WHAT TO PRODUCE
What is the number of lines below that hold "TextFieldValue"? Answer with that number only.

(Dataset items)

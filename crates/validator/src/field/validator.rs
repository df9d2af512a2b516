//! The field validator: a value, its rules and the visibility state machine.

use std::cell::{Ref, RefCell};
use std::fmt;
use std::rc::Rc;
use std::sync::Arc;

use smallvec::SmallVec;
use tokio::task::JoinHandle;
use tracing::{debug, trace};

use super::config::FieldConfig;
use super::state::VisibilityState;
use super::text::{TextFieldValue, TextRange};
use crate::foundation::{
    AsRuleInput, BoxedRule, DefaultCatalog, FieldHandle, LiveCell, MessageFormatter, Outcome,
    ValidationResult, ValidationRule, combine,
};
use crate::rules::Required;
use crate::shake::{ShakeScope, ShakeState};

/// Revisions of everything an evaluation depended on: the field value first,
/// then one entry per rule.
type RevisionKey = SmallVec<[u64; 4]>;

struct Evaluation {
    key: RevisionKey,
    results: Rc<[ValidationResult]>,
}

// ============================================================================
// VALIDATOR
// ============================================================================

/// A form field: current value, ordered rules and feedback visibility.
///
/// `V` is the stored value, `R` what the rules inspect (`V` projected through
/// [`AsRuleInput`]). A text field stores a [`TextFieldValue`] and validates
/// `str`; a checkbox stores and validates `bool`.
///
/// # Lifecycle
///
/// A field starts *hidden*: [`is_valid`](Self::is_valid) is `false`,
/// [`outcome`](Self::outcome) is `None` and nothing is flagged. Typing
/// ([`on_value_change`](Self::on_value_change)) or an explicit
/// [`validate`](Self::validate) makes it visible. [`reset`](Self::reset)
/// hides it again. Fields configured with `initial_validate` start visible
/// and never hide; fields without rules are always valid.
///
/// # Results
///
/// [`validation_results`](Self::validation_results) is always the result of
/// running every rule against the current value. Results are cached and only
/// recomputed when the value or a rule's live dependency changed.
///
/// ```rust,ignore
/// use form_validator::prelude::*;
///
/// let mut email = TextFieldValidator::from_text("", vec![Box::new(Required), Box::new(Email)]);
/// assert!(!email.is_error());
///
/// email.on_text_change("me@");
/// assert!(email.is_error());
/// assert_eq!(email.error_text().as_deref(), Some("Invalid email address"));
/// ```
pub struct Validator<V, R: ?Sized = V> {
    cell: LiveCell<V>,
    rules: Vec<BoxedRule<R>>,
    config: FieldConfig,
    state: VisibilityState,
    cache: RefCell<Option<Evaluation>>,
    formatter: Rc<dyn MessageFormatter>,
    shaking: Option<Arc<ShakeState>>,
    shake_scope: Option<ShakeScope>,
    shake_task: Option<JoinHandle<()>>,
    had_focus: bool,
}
---
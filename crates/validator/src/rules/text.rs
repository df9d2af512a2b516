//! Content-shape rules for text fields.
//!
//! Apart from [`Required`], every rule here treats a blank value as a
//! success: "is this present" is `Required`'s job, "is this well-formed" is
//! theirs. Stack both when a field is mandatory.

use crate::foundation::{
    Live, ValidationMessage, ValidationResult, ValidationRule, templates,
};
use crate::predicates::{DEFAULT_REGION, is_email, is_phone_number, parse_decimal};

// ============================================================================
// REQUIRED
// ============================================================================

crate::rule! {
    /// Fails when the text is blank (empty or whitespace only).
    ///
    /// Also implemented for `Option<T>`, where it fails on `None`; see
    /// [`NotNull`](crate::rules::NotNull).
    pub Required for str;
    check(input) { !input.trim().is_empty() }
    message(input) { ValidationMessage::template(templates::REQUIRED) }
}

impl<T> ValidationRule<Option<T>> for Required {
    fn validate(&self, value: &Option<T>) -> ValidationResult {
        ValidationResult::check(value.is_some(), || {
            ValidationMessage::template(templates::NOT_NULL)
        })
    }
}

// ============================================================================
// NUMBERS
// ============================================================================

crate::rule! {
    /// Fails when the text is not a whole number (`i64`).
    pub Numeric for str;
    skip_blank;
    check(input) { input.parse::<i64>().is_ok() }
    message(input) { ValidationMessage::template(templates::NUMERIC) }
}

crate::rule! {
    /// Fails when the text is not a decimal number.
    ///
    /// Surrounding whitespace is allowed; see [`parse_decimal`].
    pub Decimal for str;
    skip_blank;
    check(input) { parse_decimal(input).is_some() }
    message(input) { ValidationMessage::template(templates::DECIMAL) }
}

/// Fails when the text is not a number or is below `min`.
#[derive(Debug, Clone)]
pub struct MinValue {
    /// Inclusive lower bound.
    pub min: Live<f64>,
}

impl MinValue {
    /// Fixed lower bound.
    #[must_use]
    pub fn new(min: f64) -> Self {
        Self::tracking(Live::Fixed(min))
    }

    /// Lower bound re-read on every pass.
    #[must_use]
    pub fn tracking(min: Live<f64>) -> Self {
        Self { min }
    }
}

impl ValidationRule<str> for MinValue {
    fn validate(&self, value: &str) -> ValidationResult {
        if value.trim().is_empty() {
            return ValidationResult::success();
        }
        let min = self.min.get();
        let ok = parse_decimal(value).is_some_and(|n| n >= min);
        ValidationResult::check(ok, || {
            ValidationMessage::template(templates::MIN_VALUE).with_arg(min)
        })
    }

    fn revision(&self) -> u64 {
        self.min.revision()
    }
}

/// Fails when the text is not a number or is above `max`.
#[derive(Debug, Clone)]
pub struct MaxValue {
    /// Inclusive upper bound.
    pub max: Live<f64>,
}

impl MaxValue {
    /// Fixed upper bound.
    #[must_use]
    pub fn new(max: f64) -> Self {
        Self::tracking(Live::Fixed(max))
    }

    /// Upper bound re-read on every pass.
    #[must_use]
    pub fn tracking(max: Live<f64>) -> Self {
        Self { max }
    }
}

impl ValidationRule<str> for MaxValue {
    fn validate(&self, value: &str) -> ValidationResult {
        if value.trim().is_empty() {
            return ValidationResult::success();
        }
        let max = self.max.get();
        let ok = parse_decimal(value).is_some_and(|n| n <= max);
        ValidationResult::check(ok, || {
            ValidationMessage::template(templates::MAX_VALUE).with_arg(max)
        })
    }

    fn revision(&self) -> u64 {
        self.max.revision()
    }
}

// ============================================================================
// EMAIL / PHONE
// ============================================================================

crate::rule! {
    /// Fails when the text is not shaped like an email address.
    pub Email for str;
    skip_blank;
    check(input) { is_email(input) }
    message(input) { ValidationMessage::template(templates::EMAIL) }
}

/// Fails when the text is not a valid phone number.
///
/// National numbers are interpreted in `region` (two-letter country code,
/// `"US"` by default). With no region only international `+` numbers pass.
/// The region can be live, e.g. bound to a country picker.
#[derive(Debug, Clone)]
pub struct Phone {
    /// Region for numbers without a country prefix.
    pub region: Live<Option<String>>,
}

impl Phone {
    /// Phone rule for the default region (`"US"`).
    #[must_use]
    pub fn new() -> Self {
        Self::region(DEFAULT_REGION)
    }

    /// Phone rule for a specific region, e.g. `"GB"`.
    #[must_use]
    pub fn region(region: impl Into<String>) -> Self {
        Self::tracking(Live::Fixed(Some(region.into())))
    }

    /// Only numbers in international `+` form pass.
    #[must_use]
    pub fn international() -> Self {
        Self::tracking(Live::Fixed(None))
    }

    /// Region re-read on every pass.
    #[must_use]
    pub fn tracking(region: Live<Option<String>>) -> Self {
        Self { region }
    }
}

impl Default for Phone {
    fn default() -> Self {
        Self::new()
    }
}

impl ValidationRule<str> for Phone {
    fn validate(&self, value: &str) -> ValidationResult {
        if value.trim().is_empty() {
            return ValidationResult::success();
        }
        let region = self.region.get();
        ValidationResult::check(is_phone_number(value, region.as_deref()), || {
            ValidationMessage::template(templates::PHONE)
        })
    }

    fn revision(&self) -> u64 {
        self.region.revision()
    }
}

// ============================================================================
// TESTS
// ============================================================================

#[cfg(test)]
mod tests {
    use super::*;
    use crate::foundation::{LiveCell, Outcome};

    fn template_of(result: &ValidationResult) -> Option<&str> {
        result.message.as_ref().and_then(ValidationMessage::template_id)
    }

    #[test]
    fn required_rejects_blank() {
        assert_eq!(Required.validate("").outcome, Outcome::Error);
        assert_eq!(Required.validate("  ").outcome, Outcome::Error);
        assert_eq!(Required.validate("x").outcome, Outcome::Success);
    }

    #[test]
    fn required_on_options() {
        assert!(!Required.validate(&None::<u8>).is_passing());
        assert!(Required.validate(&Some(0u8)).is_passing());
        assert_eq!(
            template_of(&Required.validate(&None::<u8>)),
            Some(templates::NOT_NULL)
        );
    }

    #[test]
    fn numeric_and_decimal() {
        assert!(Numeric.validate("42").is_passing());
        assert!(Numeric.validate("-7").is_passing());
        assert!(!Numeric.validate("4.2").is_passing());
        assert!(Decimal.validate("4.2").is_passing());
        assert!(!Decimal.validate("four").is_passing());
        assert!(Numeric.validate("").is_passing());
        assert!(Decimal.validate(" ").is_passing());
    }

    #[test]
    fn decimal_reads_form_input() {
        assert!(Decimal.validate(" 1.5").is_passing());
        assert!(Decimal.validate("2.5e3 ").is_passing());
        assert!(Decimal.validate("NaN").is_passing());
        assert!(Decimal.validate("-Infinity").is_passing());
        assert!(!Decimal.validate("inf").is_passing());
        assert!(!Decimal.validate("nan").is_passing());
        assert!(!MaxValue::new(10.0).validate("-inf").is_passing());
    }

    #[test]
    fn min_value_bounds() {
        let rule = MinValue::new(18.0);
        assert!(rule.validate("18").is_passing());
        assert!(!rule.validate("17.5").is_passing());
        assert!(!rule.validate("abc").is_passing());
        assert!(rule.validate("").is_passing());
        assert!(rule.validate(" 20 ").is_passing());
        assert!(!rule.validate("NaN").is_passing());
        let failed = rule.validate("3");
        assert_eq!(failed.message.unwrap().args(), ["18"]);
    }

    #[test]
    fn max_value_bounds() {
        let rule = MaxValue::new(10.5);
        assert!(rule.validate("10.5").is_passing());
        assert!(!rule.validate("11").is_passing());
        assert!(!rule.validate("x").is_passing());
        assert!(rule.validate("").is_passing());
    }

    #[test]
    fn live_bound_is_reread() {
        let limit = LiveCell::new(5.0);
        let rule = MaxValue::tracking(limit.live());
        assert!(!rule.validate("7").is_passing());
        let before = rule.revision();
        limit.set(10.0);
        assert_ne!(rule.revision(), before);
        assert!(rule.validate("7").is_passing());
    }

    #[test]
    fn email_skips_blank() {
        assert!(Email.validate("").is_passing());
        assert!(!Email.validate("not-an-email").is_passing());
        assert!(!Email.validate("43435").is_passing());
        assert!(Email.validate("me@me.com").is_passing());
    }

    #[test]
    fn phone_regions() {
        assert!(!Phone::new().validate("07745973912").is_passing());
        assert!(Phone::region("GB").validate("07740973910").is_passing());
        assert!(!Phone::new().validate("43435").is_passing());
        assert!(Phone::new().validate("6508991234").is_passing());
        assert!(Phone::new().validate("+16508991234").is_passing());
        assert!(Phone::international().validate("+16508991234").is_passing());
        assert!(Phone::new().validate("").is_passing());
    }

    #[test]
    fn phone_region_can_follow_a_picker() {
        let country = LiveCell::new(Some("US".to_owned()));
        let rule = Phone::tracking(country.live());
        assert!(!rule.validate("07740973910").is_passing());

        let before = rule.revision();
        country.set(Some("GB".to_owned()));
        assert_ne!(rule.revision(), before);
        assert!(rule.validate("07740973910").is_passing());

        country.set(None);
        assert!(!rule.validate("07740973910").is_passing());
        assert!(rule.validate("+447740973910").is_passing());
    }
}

ANSWER TO THIS TASK
2